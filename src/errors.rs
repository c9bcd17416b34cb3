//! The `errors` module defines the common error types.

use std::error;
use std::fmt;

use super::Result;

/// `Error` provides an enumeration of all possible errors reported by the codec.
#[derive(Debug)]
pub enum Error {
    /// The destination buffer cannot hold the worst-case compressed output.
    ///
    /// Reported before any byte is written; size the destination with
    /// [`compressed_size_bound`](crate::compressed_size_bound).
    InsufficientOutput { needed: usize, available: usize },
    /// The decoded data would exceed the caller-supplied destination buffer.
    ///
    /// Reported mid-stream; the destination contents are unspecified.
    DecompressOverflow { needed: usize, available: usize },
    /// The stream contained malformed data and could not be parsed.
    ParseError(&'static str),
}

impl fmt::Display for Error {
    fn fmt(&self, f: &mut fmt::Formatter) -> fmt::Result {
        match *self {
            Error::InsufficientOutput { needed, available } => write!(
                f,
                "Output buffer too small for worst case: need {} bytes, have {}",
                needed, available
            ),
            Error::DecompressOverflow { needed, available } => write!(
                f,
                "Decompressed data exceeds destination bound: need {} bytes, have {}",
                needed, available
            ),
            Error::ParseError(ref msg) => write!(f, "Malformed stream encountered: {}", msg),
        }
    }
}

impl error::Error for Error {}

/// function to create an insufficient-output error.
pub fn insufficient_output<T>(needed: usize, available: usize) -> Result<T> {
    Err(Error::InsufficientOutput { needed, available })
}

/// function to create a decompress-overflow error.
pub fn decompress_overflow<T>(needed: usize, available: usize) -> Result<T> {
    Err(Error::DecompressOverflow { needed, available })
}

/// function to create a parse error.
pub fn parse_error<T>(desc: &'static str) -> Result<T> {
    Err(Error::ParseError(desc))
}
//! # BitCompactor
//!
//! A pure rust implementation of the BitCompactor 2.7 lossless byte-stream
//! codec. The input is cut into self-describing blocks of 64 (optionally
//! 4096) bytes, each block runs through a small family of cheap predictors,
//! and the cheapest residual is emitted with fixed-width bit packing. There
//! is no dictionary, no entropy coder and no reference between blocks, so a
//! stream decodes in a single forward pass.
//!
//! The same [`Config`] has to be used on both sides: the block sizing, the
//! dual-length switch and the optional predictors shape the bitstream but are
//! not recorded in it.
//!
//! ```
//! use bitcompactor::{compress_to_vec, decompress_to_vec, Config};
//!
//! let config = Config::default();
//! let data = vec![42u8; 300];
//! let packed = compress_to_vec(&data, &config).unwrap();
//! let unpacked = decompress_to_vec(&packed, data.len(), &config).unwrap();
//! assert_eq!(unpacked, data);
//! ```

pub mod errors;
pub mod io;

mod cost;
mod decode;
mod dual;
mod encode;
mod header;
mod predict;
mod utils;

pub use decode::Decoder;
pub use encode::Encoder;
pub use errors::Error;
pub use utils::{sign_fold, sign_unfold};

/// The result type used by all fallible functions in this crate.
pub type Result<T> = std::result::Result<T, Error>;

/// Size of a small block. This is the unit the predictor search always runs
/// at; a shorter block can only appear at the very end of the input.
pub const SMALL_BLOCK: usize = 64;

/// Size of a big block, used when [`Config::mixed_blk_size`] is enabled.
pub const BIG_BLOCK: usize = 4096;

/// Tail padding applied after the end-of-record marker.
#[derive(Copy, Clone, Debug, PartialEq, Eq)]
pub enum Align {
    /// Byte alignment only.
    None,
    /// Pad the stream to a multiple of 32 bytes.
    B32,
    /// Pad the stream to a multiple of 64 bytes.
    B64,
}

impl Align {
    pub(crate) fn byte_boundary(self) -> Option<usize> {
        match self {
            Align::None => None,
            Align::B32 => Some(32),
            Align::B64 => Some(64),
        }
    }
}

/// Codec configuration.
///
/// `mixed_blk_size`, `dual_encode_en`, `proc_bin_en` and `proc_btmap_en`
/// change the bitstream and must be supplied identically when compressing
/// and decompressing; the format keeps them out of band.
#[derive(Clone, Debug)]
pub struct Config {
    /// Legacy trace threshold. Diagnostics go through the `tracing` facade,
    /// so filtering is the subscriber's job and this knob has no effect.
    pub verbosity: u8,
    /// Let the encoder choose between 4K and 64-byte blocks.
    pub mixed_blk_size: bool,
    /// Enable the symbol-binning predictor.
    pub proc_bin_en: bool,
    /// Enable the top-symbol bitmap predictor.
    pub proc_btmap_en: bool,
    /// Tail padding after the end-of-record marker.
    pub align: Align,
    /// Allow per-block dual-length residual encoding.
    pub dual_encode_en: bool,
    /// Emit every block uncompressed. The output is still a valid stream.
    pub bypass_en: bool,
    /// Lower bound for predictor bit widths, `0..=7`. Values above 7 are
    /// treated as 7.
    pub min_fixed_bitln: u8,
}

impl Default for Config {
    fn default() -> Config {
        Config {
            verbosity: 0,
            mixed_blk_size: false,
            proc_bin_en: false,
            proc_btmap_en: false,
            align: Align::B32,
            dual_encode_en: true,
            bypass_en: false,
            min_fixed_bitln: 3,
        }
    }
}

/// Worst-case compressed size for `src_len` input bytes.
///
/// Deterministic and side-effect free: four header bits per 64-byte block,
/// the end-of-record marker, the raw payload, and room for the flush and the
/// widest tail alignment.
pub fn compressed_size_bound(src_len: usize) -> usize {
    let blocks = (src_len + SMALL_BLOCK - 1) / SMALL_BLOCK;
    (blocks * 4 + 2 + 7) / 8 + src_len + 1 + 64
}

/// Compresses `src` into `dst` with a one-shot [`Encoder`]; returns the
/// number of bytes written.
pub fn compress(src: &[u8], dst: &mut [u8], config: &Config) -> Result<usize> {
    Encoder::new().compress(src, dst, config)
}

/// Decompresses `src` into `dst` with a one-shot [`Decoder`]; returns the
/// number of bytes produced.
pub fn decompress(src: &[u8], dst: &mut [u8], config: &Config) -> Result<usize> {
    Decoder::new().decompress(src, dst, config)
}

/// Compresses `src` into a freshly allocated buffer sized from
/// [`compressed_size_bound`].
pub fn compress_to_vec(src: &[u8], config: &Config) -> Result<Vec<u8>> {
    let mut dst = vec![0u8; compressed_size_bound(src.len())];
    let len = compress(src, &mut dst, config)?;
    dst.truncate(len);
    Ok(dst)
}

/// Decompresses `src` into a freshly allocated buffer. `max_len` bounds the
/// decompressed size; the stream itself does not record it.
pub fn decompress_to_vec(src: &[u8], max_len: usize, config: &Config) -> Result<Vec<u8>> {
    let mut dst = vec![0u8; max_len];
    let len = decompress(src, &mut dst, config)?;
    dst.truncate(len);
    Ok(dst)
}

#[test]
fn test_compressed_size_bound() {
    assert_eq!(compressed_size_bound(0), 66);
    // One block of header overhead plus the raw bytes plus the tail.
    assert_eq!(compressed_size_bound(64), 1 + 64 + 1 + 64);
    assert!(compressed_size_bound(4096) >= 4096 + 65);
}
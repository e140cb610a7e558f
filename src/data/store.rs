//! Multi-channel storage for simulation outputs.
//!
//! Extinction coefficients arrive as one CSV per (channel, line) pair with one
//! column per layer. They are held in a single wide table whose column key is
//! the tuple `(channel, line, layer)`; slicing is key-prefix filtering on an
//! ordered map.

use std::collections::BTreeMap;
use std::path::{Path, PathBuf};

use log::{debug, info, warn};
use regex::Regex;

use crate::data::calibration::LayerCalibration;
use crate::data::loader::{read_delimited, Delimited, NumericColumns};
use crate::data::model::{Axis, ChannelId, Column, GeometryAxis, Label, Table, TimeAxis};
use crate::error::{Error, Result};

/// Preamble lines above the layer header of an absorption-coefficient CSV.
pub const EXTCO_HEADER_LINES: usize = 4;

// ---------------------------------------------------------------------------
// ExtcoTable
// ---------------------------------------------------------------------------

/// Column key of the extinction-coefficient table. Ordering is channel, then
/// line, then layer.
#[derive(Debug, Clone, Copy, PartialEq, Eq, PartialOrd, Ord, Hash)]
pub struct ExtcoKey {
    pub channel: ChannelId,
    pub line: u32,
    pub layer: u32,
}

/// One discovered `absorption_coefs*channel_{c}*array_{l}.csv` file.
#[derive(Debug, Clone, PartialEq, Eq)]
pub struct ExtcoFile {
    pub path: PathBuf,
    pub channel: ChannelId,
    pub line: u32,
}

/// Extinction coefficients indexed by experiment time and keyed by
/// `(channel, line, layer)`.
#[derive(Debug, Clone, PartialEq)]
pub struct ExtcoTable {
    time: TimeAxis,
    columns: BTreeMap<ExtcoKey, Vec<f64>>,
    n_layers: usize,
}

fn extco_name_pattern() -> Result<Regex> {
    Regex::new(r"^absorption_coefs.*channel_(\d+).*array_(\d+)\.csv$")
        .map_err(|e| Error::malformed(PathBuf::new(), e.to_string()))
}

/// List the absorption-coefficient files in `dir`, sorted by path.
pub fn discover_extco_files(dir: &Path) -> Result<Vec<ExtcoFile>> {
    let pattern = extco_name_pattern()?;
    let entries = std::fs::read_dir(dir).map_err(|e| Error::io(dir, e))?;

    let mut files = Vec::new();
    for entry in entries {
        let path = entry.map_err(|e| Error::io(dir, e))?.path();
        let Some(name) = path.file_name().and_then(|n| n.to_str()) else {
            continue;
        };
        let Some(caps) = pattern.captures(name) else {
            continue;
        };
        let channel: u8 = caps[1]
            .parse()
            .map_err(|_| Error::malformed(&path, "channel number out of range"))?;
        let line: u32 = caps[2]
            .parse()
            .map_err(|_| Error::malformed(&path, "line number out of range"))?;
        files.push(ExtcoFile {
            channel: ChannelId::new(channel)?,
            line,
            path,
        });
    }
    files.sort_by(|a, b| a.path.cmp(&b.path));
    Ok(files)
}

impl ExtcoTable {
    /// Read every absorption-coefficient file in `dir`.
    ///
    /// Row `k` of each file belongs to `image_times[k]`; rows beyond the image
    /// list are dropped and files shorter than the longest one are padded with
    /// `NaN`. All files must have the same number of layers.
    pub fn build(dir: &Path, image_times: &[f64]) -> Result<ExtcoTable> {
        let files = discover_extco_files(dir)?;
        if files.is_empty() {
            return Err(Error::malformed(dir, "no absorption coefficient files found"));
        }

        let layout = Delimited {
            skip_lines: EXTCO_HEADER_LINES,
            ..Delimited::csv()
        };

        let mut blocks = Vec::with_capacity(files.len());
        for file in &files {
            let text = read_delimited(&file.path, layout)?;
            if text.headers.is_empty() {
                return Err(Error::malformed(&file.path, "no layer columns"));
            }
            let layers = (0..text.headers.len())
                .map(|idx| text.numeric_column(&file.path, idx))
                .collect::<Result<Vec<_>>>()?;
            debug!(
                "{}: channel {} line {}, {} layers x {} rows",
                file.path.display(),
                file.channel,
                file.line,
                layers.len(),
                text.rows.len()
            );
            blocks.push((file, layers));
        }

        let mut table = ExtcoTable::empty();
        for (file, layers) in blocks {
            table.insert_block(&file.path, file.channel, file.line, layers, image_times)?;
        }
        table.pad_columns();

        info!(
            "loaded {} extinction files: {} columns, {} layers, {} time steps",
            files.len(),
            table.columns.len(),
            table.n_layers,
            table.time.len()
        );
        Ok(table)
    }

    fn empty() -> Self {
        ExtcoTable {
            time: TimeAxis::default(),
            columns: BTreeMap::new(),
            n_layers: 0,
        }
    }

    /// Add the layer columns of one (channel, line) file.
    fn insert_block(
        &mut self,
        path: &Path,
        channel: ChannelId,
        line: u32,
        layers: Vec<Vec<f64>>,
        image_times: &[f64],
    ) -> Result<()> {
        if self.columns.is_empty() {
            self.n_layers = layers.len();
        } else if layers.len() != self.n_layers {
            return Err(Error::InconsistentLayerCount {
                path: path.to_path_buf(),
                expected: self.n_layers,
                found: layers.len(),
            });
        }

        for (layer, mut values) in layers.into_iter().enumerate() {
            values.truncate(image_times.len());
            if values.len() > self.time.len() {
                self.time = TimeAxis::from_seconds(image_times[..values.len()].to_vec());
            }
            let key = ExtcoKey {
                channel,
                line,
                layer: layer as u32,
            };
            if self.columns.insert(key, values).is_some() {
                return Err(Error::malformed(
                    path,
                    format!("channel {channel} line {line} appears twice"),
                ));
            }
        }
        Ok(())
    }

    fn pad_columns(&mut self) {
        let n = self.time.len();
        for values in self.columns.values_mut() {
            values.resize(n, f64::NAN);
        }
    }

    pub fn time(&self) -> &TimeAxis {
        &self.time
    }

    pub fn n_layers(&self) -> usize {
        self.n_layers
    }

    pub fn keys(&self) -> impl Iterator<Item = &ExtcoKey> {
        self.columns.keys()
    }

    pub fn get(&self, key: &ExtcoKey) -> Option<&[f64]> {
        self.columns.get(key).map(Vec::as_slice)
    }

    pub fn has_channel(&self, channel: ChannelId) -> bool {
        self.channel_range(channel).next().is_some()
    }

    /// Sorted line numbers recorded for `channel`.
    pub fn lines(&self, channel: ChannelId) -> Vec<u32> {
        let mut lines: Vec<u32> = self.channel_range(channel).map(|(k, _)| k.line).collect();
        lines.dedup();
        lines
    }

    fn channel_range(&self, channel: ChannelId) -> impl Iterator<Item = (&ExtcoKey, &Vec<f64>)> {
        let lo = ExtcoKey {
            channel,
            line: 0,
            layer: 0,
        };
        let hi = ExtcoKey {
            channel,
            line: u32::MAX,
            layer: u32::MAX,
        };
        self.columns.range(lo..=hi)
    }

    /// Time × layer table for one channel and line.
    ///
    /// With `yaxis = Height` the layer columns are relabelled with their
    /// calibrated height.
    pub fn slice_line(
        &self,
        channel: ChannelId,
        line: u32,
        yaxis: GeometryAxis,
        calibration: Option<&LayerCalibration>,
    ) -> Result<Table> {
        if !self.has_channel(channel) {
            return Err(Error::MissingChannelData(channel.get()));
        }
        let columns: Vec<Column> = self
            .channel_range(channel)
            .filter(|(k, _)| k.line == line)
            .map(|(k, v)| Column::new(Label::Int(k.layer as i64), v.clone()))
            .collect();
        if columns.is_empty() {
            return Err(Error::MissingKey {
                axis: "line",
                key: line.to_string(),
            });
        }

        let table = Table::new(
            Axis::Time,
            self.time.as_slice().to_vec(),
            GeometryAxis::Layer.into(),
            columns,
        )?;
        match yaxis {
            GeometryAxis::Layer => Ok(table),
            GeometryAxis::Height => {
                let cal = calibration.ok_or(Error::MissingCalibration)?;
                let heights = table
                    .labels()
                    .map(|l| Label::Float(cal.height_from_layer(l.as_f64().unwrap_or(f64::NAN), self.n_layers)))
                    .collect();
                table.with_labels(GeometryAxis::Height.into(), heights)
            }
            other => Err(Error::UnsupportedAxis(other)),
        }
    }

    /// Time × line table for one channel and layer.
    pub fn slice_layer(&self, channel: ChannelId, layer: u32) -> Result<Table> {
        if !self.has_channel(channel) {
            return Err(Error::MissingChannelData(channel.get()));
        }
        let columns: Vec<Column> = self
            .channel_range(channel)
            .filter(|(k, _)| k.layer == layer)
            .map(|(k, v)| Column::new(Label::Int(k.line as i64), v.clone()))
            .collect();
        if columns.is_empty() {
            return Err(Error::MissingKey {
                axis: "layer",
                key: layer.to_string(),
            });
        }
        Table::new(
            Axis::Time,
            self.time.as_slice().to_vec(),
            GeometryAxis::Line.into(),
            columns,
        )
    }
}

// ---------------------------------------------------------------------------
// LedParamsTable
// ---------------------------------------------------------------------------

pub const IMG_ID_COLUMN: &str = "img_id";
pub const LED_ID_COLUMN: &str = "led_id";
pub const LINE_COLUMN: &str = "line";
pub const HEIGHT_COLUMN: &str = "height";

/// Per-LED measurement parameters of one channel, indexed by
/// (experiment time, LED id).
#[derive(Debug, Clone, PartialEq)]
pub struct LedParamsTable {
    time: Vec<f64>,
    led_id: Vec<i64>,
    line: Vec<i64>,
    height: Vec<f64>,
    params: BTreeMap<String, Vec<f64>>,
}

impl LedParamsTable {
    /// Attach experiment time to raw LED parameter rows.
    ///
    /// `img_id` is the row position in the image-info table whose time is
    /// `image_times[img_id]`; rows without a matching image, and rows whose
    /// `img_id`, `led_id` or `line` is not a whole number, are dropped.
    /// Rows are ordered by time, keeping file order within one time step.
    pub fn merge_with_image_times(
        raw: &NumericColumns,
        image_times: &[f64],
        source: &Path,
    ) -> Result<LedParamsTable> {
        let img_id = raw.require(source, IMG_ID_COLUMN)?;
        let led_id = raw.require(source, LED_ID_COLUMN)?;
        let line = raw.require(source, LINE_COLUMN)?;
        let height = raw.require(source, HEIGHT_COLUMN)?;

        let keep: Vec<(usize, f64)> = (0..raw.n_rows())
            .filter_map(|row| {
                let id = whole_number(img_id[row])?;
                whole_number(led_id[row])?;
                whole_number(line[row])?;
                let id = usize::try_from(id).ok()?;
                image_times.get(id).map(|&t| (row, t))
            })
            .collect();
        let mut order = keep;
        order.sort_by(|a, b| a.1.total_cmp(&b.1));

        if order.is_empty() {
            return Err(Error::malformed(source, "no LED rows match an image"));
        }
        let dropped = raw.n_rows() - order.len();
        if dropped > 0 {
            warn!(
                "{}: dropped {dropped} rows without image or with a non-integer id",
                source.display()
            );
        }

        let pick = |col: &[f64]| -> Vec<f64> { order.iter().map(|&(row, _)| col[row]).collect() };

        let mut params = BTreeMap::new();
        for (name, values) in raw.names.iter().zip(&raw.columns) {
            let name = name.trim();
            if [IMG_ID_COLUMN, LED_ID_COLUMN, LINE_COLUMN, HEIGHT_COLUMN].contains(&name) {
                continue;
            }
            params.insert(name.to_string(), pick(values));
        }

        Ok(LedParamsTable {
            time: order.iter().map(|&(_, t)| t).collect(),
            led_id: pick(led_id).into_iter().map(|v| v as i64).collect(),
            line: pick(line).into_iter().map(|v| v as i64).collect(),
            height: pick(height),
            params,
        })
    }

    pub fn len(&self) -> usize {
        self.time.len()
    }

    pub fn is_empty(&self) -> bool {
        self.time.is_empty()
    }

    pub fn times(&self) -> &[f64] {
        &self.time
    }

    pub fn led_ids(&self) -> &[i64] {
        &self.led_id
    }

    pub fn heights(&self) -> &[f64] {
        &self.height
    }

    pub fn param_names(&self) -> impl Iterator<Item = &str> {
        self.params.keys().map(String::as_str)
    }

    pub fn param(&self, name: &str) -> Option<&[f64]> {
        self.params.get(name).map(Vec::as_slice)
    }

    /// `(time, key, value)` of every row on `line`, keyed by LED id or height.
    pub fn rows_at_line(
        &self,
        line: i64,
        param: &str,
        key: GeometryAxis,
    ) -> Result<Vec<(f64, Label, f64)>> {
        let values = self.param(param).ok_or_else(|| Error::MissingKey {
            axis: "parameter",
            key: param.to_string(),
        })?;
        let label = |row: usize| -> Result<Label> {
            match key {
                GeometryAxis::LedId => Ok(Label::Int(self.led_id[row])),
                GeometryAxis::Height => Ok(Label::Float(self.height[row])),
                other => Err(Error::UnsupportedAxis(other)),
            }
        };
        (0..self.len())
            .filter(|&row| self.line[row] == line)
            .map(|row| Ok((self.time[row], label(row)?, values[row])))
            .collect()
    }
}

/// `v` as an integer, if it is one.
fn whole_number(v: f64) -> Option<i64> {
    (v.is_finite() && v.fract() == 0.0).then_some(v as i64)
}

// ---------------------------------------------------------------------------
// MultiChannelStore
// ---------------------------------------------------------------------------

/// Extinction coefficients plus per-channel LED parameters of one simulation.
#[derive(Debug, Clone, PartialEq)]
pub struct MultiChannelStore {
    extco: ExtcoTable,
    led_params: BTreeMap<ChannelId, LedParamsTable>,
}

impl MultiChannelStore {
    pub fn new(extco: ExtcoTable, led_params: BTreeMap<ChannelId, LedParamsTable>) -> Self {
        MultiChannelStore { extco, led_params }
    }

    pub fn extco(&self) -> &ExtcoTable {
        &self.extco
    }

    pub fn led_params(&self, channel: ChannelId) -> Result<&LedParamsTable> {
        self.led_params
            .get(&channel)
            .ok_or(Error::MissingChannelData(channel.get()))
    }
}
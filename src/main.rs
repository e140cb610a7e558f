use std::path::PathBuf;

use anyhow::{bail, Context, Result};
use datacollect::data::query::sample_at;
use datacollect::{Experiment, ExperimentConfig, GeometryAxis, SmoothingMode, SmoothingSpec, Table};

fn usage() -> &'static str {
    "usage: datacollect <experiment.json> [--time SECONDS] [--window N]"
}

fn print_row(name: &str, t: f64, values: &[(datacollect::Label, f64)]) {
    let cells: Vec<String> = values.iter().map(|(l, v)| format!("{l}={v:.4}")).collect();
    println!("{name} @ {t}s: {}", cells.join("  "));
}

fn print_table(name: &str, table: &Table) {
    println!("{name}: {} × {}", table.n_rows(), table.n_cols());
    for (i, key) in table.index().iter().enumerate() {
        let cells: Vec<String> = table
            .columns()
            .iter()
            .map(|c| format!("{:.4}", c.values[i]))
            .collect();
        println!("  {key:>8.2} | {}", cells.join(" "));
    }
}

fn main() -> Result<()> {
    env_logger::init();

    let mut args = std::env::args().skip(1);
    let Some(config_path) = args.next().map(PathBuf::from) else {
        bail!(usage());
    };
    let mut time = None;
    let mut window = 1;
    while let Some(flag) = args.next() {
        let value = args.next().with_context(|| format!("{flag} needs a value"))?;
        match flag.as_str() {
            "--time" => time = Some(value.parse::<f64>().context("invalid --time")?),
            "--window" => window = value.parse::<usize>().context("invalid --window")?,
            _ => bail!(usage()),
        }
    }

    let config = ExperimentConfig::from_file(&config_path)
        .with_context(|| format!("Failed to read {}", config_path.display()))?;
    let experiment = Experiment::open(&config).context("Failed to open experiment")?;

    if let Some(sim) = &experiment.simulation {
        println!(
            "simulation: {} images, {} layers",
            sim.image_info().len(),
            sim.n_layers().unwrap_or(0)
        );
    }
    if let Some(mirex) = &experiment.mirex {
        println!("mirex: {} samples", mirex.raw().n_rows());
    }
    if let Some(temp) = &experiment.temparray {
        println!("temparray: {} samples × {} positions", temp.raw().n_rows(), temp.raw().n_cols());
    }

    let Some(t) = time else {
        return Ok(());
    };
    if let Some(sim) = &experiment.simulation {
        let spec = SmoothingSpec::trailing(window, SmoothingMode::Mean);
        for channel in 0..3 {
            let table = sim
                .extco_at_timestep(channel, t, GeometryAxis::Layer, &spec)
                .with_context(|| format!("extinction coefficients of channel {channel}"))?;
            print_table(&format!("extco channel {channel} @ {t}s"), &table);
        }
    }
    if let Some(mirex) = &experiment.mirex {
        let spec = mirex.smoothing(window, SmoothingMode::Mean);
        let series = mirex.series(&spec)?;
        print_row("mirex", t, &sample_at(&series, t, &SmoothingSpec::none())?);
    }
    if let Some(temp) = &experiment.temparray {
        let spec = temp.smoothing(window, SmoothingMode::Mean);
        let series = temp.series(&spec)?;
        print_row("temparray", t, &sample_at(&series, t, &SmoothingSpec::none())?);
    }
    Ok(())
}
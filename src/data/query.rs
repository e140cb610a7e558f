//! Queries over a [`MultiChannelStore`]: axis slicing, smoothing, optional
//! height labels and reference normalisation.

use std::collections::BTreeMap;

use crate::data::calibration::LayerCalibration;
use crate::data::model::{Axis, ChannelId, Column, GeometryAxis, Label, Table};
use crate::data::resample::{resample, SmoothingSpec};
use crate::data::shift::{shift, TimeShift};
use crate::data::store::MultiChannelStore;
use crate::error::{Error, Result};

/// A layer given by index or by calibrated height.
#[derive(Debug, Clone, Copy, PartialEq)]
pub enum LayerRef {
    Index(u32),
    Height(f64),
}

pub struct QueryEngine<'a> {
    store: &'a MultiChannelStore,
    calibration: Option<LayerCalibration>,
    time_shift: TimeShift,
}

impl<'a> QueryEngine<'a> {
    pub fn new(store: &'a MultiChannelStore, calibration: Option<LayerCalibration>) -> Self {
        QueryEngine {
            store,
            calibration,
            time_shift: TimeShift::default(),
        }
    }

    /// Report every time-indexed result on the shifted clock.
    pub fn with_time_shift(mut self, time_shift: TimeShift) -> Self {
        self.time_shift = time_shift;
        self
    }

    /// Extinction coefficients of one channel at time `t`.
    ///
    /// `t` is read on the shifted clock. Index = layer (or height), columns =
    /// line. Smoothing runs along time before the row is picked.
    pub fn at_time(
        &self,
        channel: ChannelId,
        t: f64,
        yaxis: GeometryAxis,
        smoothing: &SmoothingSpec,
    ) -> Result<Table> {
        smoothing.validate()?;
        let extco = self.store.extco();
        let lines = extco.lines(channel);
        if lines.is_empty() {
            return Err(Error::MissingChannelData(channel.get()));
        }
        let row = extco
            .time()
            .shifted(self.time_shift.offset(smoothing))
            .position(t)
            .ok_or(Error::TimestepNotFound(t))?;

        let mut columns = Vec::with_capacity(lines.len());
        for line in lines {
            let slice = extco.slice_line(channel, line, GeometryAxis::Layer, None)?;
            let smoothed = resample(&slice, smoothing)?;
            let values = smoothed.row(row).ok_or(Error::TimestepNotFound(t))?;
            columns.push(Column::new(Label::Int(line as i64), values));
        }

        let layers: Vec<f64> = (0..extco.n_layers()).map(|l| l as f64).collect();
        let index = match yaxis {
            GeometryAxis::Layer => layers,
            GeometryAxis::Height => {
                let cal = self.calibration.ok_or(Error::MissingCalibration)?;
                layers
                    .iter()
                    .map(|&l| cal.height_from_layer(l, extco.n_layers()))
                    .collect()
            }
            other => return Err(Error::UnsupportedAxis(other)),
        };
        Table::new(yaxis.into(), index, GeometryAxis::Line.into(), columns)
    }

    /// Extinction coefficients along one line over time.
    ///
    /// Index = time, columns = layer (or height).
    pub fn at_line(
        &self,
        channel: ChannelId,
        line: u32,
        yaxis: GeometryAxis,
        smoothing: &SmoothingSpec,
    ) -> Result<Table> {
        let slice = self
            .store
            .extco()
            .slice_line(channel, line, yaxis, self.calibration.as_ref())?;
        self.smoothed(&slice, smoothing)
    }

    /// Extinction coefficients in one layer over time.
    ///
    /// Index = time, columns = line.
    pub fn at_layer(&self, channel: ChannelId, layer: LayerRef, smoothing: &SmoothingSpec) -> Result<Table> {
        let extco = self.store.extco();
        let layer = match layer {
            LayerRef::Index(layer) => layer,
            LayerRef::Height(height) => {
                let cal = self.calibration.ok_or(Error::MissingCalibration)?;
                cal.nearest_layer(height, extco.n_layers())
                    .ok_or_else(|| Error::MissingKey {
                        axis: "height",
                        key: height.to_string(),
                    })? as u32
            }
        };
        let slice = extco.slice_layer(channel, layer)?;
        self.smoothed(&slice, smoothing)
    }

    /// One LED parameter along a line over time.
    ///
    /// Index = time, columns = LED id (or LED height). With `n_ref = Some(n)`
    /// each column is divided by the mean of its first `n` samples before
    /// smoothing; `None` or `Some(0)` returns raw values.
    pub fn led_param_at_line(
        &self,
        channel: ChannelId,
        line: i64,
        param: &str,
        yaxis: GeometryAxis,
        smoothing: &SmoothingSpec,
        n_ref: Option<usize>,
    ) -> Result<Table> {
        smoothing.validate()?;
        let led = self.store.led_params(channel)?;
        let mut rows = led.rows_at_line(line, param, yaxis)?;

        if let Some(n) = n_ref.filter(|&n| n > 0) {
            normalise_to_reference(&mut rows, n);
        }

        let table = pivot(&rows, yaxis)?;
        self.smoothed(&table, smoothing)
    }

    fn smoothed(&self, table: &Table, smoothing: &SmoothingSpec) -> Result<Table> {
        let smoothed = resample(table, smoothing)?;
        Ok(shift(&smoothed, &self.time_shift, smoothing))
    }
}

What you should do:
Which lines in the records above contain the word "keys"? Return each of them.

Reply to the exercise:
    pub fn keys(&self) -> impl Iterator<Item = &ExtcoKey> {
        self.columns.keys()
        self.params.keys().map(String::as_str)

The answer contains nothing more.